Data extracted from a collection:
--
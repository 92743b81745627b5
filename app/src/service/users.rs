use chrono::{DateTime, Utc};
use sea_orm::{
    ActiveModelTrait, ColumnTrait, DatabaseConnection, EntityTrait, IntoActiveModel, QueryFilter,
    QueryOrder, Set, TransactionTrait,
};
use serde::{Deserialize, Serialize};
use validator::Validate;

use crate::{
    auth::{Identity, Passwords},
    common::{ApiError, ApiResult},
    config::AuthConfig,
    entity::{
        shop,
        user::{self, Role, normalize_email},
    },
    service::{conflict_on_unique, non_blank, shops},
};

#[derive(Debug, Clone, Serialize)]
#[serde(rename_all = "camelCase")]
pub struct UserView {
    pub id: i32,
    pub name: String,
    pub email: String,
    pub role: Role,
    pub created_at: DateTime<Utc>,
}

impl From<&user::Model> for UserView {
    fn from(user: &user::Model) -> Self {
        UserView {
            id: user.id,
            name: user.name.clone(),
            email: user.email.clone(),
            role: user.role,
            created_at: user.created_at,
        }
    }
}

#[derive(Debug, Clone, Deserialize, Validate)]
#[serde(deny_unknown_fields)]
pub struct RegisterInput {
    #[validate(length(min = 1, message = "name is required"))]
    pub name: String,
    #[validate(email(message = "email is not valid"))]
    pub email: String,
    #[validate(length(min = 1, message = "password is required"))]
    pub password: String,
    #[serde(default)]
    pub role: Option<String>,
}

#[derive(Debug, Clone, Deserialize, Validate)]
#[serde(deny_unknown_fields)]
pub struct LoginInput {
    #[validate(length(min = 1, message = "email is required"))]
    pub email: String,
    #[validate(length(min = 1, message = "password is required"))]
    pub password: String,
}

#[derive(Debug, Clone, Default, Deserialize, Validate)]
#[serde(rename_all = "camelCase", deny_unknown_fields)]
pub struct ProfileInput {
    pub name: Option<String>,
    #[validate(email(message = "email is not valid"))]
    pub email: Option<String>,
    #[validate(length(min = 4, message = "Password too short"))]
    pub password: Option<String>,
    pub current_password: Option<String>,
}

#[derive(Debug, Clone, Deserialize, Validate)]
#[serde(rename_all = "camelCase", deny_unknown_fields)]
pub struct VendorInput {
    #[validate(length(min = 1, message = "Missing required fields"))]
    pub vendor_name: String,
    #[validate(length(min = 1, message = "Missing required fields"))]
    pub shop_name: String,
    #[validate(length(min = 1, message = "Missing required fields"))]
    pub contact_number: String,
    #[validate(email(message = "email is not valid"))]
    pub email: String,
    #[validate(length(min = 1, message = "Missing required fields"))]
    pub password: String,
    #[serde(default)]
    pub confirm_password: String,
}

#[derive(Debug, Clone, Deserialize, Validate)]
#[serde(deny_unknown_fields)]
pub struct ResetPasswordInput {
    pub id: Option<i32>,
    pub email: Option<String>,
    #[validate(length(min = 4, message = "Password too short"))]
    pub password: String,
}

/// Self-registration always yields a customer. Only an administrator may ask for
/// another role, and an unknown role quietly falls back to customer.
pub fn resolve_role(actor: Option<&Identity>, requested: Option<&str>) -> Role {
    match actor {
        Some(actor) if actor.is_admin() => requested.and_then(Role::parse).unwrap_or(Role::Customer),
        _ => Role::Customer,
    }
}

pub async fn find_by_email(db: &DatabaseConnection, email: &str) -> ApiResult<Option<user::Model>> {
    Ok(user::Entity::find()
        .filter(user::Column::Email.eq(normalize_email(email)))
        .one(db)
        .await?)
}

pub async fn find_by_id(db: &DatabaseConnection, id: i32) -> ApiResult<user::Model> {
    user::Entity::find_by_id(id)
        .one(db)
        .await?
        .ok_or_else(|| ApiError::not_found("User"))
}

pub async fn register(
    db: &DatabaseConnection,
    passwords: &Passwords,
    actor: Option<&Identity>,
    input: RegisterInput,
) -> ApiResult<user::Model> {
    let role = resolve_role(actor, input.role.as_deref());
    let email = normalize_email(&input.email);

    if find_by_email(db, &email).await?.is_some() {
        return Err(ApiError::Conflict("User already exists".to_string()));
    }

    let now = Utc::now();
    let user = user::ActiveModel {
        name: Set(input.name.trim().to_string()),
        email: Set(email),
        password_hash: Set(passwords.hash(&input.password).await?),
        role: Set(role),
        created_at: Set(now),
        updated_at: Set(now),
        ..Default::default()
    }
    .insert(db)
    .await
    .map_err(|e| conflict_on_unique(e, "User already exists"))?;

    tracing::info!(user = user.id, role = role.as_str(), "user registered");

    Ok(user)
}

pub async fn login(
    db: &DatabaseConnection,
    passwords: &Passwords,
    input: LoginInput,
) -> ApiResult<user::Model> {
    let invalid = || ApiError::validation("Invalid credentials");

    let user = find_by_email(db, &input.email).await?.ok_or_else(invalid)?;

    if !passwords.verify(&input.password, &user.password_hash).await? {
        return Err(invalid());
    }

    Ok(user)
}

/// Changing email or password needs the current password; a name change does not.
pub async fn update_profile(
    db: &DatabaseConnection,
    passwords: &Passwords,
    actor: &Identity,
    input: ProfileInput,
) -> ApiResult<user::Model> {
    let current = find_by_id(db, actor.id).await?;

    let email = input
        .email
        .as_deref()
        .map(normalize_email)
        .filter(|e| !e.is_empty() && *e != current.email);
    let password = input.password.filter(|p| !p.is_empty());

    if email.is_some() || password.is_some() {
        let Some(current_password) = input.current_password.as_deref().filter(|p| !p.is_empty())
        else {
            return Err(ApiError::validation("Current password is required"));
        };
        if !passwords.verify(current_password, &current.password_hash).await? {
            return Err(ApiError::validation("Current password is incorrect"));
        }
    }

    if let Some(email) = &email {
        if find_by_email(db, email).await?.is_some() {
            return Err(ApiError::Conflict("Email already in use".to_string()));
        }
    }

    let password_hash = match password {
        Some(password) => Some(passwords.hash(&password).await?),
        None => None,
    };

    let mut active = current.into_active_model();
    if let Some(name) = non_blank(input.name) {
        active.name = Set(name);
    }
    if let Some(email) = email {
        active.email = Set(email);
    }
    if let Some(hash) = password_hash {
        active.password_hash = Set(hash);
    }
    active.updated_at = Set(Utc::now());

    let user = active
        .update(db)
        .await
        .map_err(|e| conflict_on_unique(e, "Email already in use"))?;

    Ok(user)
}

pub async fn list_users(db: &DatabaseConnection) -> ApiResult<Vec<UserView>> {
    let users = user::Entity::find()
        .order_by_asc(user::Column::Id)
        .all(db)
        .await?;

    Ok(users.iter().map(UserView::from).collect())
}

/// Creates a vendor account together with its shop. The shop starts on the
/// unset location, so the vendor has to place it before listing parts.
pub async fn create_vendor(
    db: &DatabaseConnection,
    passwords: &Passwords,
    input: VendorInput,
) -> ApiResult<(user::Model, shop::Model)> {
    if input.password != input.confirm_password {
        return Err(ApiError::validation("Passwords do not match"));
    }

    let email = normalize_email(&input.email);
    if find_by_email(db, &email).await?.is_some() {
        return Err(ApiError::Conflict("Email already in use".to_string()));
    }

    let password_hash = passwords.hash(&input.password).await?;
    let now = Utc::now();

    let txn = db.begin().await?;

    let vendor = user::ActiveModel {
        name: Set(input.vendor_name.trim().to_string()),
        email: Set(email),
        password_hash: Set(password_hash),
        role: Set(Role::Vendor),
        created_at: Set(now),
        updated_at: Set(now),
        ..Default::default()
    }
    .insert(&txn)
    .await
    .map_err(|e| conflict_on_unique(e, "Email already in use"))?;

    let shop = shops::provision_shop(
        &txn,
        vendor.id,
        input.shop_name.trim(),
        Some(input.contact_number.trim().to_string()),
    )
    .await?;

    txn.commit().await?;

    tracing::info!(vendor = vendor.id, shop = shop.id, "vendor provisioned");

    Ok((vendor, shop))
}

pub async fn reset_password(
    db: &DatabaseConnection,
    passwords: &Passwords,
    input: ResetPasswordInput,
) -> ApiResult<user::Model> {
    let user = match (input.id, non_blank(input.email)) {
        (Some(id), _) => find_by_id(db, id).await?,
        (None, Some(email)) => find_by_email(db, &email)
            .await?
            .ok_or_else(|| ApiError::not_found("User"))?,
        (None, None) => return Err(ApiError::validation("User id or email is required")),
    };

    let mut active = user.into_active_model();
    active.password_hash = Set(passwords.hash(&input.password).await?);
    active.updated_at = Set(Utc::now());

    let user = active.update(db).await?;

    tracing::info!(user = user.id, "password reset by administrator");

    Ok(user)
}

/// Makes sure the configured administrator exists and still holds the admin role.
/// An existing account keeps its password.
pub async fn ensure_admin(
    db: &DatabaseConnection,
    passwords: &Passwords,
    config: &AuthConfig,
) -> ApiResult<()> {
    let Some(password) = config.admin_password() else {
        tracing::info!("no administrator password configured, skipping admin seeding");
        return Ok(());
    };

    match find_by_email(db, config.admin_email()).await? {
        None => {
            let now = Utc::now();
            let admin = user::ActiveModel {
                name: Set(config.admin_name().to_string()),
                email: Set(normalize_email(config.admin_email())),
                password_hash: Set(passwords.hash(password).await?),
                role: Set(Role::Admin),
                created_at: Set(now),
                updated_at: Set(now),
                ..Default::default()
            }
            .insert(db)
            .await?;
            tracing::info!(user = admin.id, "seeded administrator account");
        }
        Some(admin) if admin.role != Role::Admin => {
            let id = admin.id;
            let mut active = admin.into_active_model();
            active.role = Set(Role::Admin);
            active.updated_at = Set(Utc::now());
            active.update(db).await?;
            tracing::warn!(user = id, "administrator role restored");
        }
        Some(_) => {}
    }

    Ok(())
}
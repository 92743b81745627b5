use axum::{Router, extract::State, routing::get};
use serde::Deserialize;

use crate::{
    app::AppState,
    auth::Identity,
    common::{ApiResponse, ApiResult},
    entity::{company_meta, model_meta},
    params::{Json, Query, Valid},
    service::meta::{self, CompanyMetaInput, ModelMetaInput},
};

pub fn routes() -> Router<AppState> {
    Router::new()
        .route("/companies", get(list_companies).post(upsert_company))
        .route("/models", get(list_models).post(upsert_model))
}

#[derive(Debug, Deserialize)]
struct CompanyQuery {
    #[serde(default)]
    company: String,
}

async fn list_companies(
    State(state): State<AppState>,
) -> ApiResult<ApiResponse<Vec<company_meta::Model>>> {
    let companies = meta::list_companies(&state.db).await?;

    Ok(ApiResponse::ok("companies", Some(companies)))
}

async fn list_models(
    State(state): State<AppState>,
    Query(query): Query<CompanyQuery>,
) -> ApiResult<ApiResponse<Vec<model_meta::Model>>> {
    let models = meta::list_models(&state.db, &query.company).await?;

    Ok(ApiResponse::ok("models", Some(models)))
}

async fn upsert_company(
    State(state): State<AppState>,
    actor: Identity,
    Valid(Json(input)): Valid<Json<CompanyMetaInput>>,
) -> ApiResult<ApiResponse<company_meta::Model>> {
    let saved = meta::upsert_company(&state.db, &actor, input).await?;

    Ok(ApiResponse::created("Company saved", saved))
}

async fn upsert_model(
    State(state): State<AppState>,
    actor: Identity,
    Valid(Json(input)): Valid<Json<ModelMetaInput>>,
) -> ApiResult<ApiResponse<model_meta::Model>> {
    let saved = meta::upsert_model(&state.db, &actor, input).await?;

    Ok(ApiResponse::created("Model saved", saved))
}
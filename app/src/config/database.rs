use serde::Deserialize;

#[derive(Debug, Deserialize, Default)]
pub struct DatabaseConfig {
    url: Option<String>,
    host: Option<String>,
    port: Option<u16>,
    username: Option<String>,
    password: Option<String>,
    database: Option<String>,
    schema: Option<String>,
}

impl DatabaseConfig {
    /// Full connection url. An explicit `url` wins over the individual postgres fields.
    pub fn url(&self) -> String {
        if let Some(url) = self.url.as_deref().filter(|u| !u.is_empty()) {
            return url.to_string();
        }

        format!(
            "postgres://{}:{}@{}:{}/{}",
            self.username(),
            self.password(),
            self.host(),
            self.port(),
            self.database()
        )
    }

    pub fn host(&self) -> &str {
        self.host.as_deref().unwrap_or("localhost")
    }

    pub fn port(&self) -> u16 {
        self.port.unwrap_or(5432)
    }

    pub fn username(&self) -> &str {
        self.username.as_deref().unwrap_or("postgres")
    }

    pub fn password(&self) -> &str {
        self.password.as_deref().unwrap_or("")
    }

    pub fn database(&self) -> &str {
        self.database.as_deref().unwrap_or("bike_parts")
    }

    pub fn schema(&self) -> &str {
        self.schema.as_deref().unwrap_or("public")
    }

    pub fn is_postgres(&self) -> bool {
        self.url().starts_with("postgres")
    }
}
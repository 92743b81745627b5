use serde::Deserialize;

pub const DEFAULT_SMS_TIMEOUT_SECONDS: u64 = 10;

#[derive(Debug, Deserialize, Clone, Default)]
pub struct SmsConfig {
    pub account_sid: Option<String>,
    pub auth_token: Option<String>,
    pub from_number: Option<String>,
    pub messaging_service_sid: Option<String>,
    pub default_country_code: Option<String>,
    pub timeout_seconds: Option<u64>,
    pub api_base: Option<String>,
}

impl SmsConfig {
    /// Both account sid and token are needed to talk to the provider.
    pub fn credentials(&self) -> Option<(&str, &str)> {
        match (self.account_sid.as_deref(), self.auth_token.as_deref()) {
            (Some(sid), Some(token)) if !sid.is_empty() && !token.is_empty() => Some((sid, token)),
            _ => None,
        }
    }

    pub fn from_number(&self) -> Option<&str> {
        self.from_number.as_deref().filter(|s| !s.is_empty())
    }

    pub fn messaging_service_sid(&self) -> Option<&str> {
        self.messaging_service_sid.as_deref().filter(|s| !s.is_empty())
    }

    pub fn default_country_code(&self) -> &str {
        self.default_country_code.as_deref().unwrap_or("+91")
    }

    pub fn timeout_seconds(&self) -> u64 {
        self.timeout_seconds.unwrap_or(DEFAULT_SMS_TIMEOUT_SECONDS)
    }

    pub fn api_base(&self) -> &str {
        self.api_base
            .as_deref()
            .unwrap_or("https://api.twilio.com/2010-04-01")
    }
}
--
WHAT IS EXPECTED –
Write out exactly the lines that run from the one containing "pub fn timeout_seconds(&self)" to the end of the records, both end lines included.

FINISHED EXERCISE –
    pub fn timeout_seconds(&self) -> u64 {
        self.timeout_seconds.unwrap_or(DEFAULT_SMS_TIMEOUT_SECONDS)
    }

    pub fn api_base(&self) -> &str {
        self.api_base
            .as_deref()
            .unwrap_or("https://api.twilio.com/2010-04-01")
    }
}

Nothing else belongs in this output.